- Born: James Olubunmi Aboderin 3 September 1934 (age 91) Ibadan, Oyo State, Nigeria
- Citizenship: Nigeria
- Occupation: Journalist
- Years active: 1961 - 1984
- Known for: The Punch

= Olu Aboderin =

Nigerian journalist

Olu Aboderin (3 September 1934 - 28 February 1984) was a Nigerian newspaper publisher who was a co-founder of The Punch of Nigeria and was the president of the Newspaper Proprietors’ Association of Nigeria until his death in 1984. He was also a trained accountant who left the National Bank of Nigeria as its chief accountant. The Punch newspaper is the most widely read newspaper in Nigeria. He established The Punch with the founder of Vanguard newspaper, Sam Amuka-Pemu, on 1 November 1976.

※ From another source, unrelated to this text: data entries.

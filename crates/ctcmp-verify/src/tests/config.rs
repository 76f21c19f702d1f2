// Copyright (c) 2025-2026 Federico Hoerth <memparanoid@gmail.com>
// SPDX-License-Identifier: GPL-3.0-only
// See LICENSE in the repository root for full license text.

use ctcmp_arena::GuardSentinels;

use crate::config::{ConfigError, VerifierConfig, is_pattern_byte};

// =============================================================================
// default()
// =============================================================================

#[test]
fn test_default_matrix_dimensions() {
    let config = VerifierConfig::default();

    assert_eq!(config.max_size, 100);
    assert_eq!(config.max_offset, 32);
    assert_eq!(config.fill_len(), 132);
}

#[test]
fn test_default_is_valid() {
    assert_eq!(VerifierConfig::default().validate(), Ok(()));
}

#[test]
fn test_default_sentinels_differ_between_buffers() {
    let config = VerifierConfig::default();

    assert_eq!(
        config.sentinels_a,
        GuardSentinels {
            before: b'0',
            after: b'1'
        }
    );
    assert_eq!(
        config.sentinels_b,
        GuardSentinels {
            before: b'2',
            after: b'3'
        }
    );
}

#[test]
fn test_with_sentinels_sets_both_buffers() {
    let a = GuardSentinels {
        before: 0xF0,
        after: 0xF1,
    };
    let b = GuardSentinels {
        before: 0xE0,
        after: 0xE1,
    };
    let config = VerifierConfig::default().with_sentinels(a, b);

    assert_eq!(config.sentinels_a, a);
    assert_eq!(config.sentinels_b, b);
    assert_eq!(config.validate(), Ok(()));
}

// =============================================================================
// validate()
// =============================================================================

#[test]
fn test_validate_rejects_zero_max_size() {
    let config = VerifierConfig::default().with_max_size(0);

    assert_eq!(config.validate(), Err(ConfigError::ZeroMaxSize));
}

#[test]
fn test_validate_rejects_zero_max_offset() {
    let config = VerifierConfig::default().with_max_offset(0);

    assert_eq!(config.validate(), Err(ConfigError::ZeroMaxOffset));
}

#[test]
fn test_validate_rejects_non_power_of_two_page() {
    let config = VerifierConfig::default().with_page_size(3000);

    assert_eq!(config.validate(), Err(ConfigError::InvalidPageSize(3000)));
}

#[test]
fn test_validate_rejects_zero_page() {
    let config = VerifierConfig::default().with_page_size(0);

    assert_eq!(config.validate(), Err(ConfigError::InvalidPageSize(0)));
}

#[test]
fn test_validate_rejects_offset_of_a_full_page() {
    let config = VerifierConfig::default()
        .with_page_size(64)
        .with_max_size(16)
        .with_max_offset(64);

    assert_eq!(
        config.validate(),
        Err(ConfigError::OffsetNotBelowPage {
            max_offset: 64,
            page_size: 64
        })
    );
}

#[test]
fn test_validate_rejects_size_of_a_full_page() {
    let config = VerifierConfig::default()
        .with_page_size(64)
        .with_max_size(64)
        .with_max_offset(8);

    assert_eq!(
        config.validate(),
        Err(ConfigError::SizeNotBelowPage {
            max_size: 64,
            page_size: 64
        })
    );
}

#[test]
fn test_validate_rejects_sentinel_from_pattern() {
    let config = VerifierConfig::default().with_sentinels(
        GuardSentinels {
            before: b'0',
            after: b'A',
        },
        GuardSentinels::default(),
    );

    assert_eq!(config.validate(), Err(ConfigError::SentinelInPattern(b'A')));
}

#[test]
fn test_validate_accepts_identical_sentinels() {
    let config =
        VerifierConfig::default().with_sentinels(GuardSentinels::default(), GuardSentinels::default());

    assert_eq!(config.validate(), Ok(()));
}

// =============================================================================
// is_pattern_byte()
// =============================================================================

#[test]
fn test_pattern_alphabet_bounds() {
    assert!(!is_pattern_byte(b'@'));
    assert!(is_pattern_byte(b'A'));
    assert!(is_pattern_byte(b'`'));
    assert!(!is_pattern_byte(b'a'));
}
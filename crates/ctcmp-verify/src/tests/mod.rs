// Copyright (c) 2025-2026 Federico Hoerth <memparanoid@gmail.com>
// SPDX-License-Identifier: GPL-3.0-only
// See LICENSE in the repository root for full license text.

mod config;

He was a lover of arts and a patron of the Performing Musicians Association of Nigeria.

==Life==
Aboderin was born to the family of James Oyebode and Janet Aboderin in Ibadan. From 1941 to 1944, he attended a Native Authority primary school in Oranyan, Ibadan before proceeding to Ibadan Grammar School. At grammar school, he enjoyed playing soccer, a passion that continued after secondary school. He finished his secondary education studies by passing the A-level. In the mid-1950s, he traveled to London and studied history at Northwestern Polytechnic. While in the city, he took the Institute of Chartered Accountants exam and was admitted into the institute in May 1964. During this period, he worked as a clerk with a firm in Brighton, Sussex, and from 1963 to 1964, he worked with the firm of Bradley, Lytton & Co, an accounting firm in Moorgate, London. He returned to Nigeria in 1964 and gained employment with the firm of Pannell Fitzpatrick & Co, chartered accountants. He joined the National Bank of Nigeria in 1967 and was an accountant with the bank during the Nigerian Civil War. During this period, the bank operated in many liberated towns and established an offshore branch. He also served on the boards of a few regional government owned parastatals such as West African Pictures, Nigeria Spinning Company, and General Insurance. He resigned as Chief Accountant of the bank in 1971 and went into private business.

He started a few business ventures, including a travel agency and Feedwell Nigeria Ltd. In 1976, he established The Punch newspaper. Originally starting it as a Sunday newspaper, he brought new ideas of operations to the firm. The Punch expanded into the Daily Punch, Sunday Punch, Happyhome magazine, and Top Life magazine.

== Death ==
He died in the Princess Grace Hospital, in London. Before his death, he issued a press statement defending Haroun Adamu, a jailed journalist as the head of the newspaper proprietors association in Nigeria. Right towards the end of 1983, his newspaper was very critical of the administration of Shehu Shagari.

He held the traditional Ibadan title of Ashipa Parakoyi of Ibadan.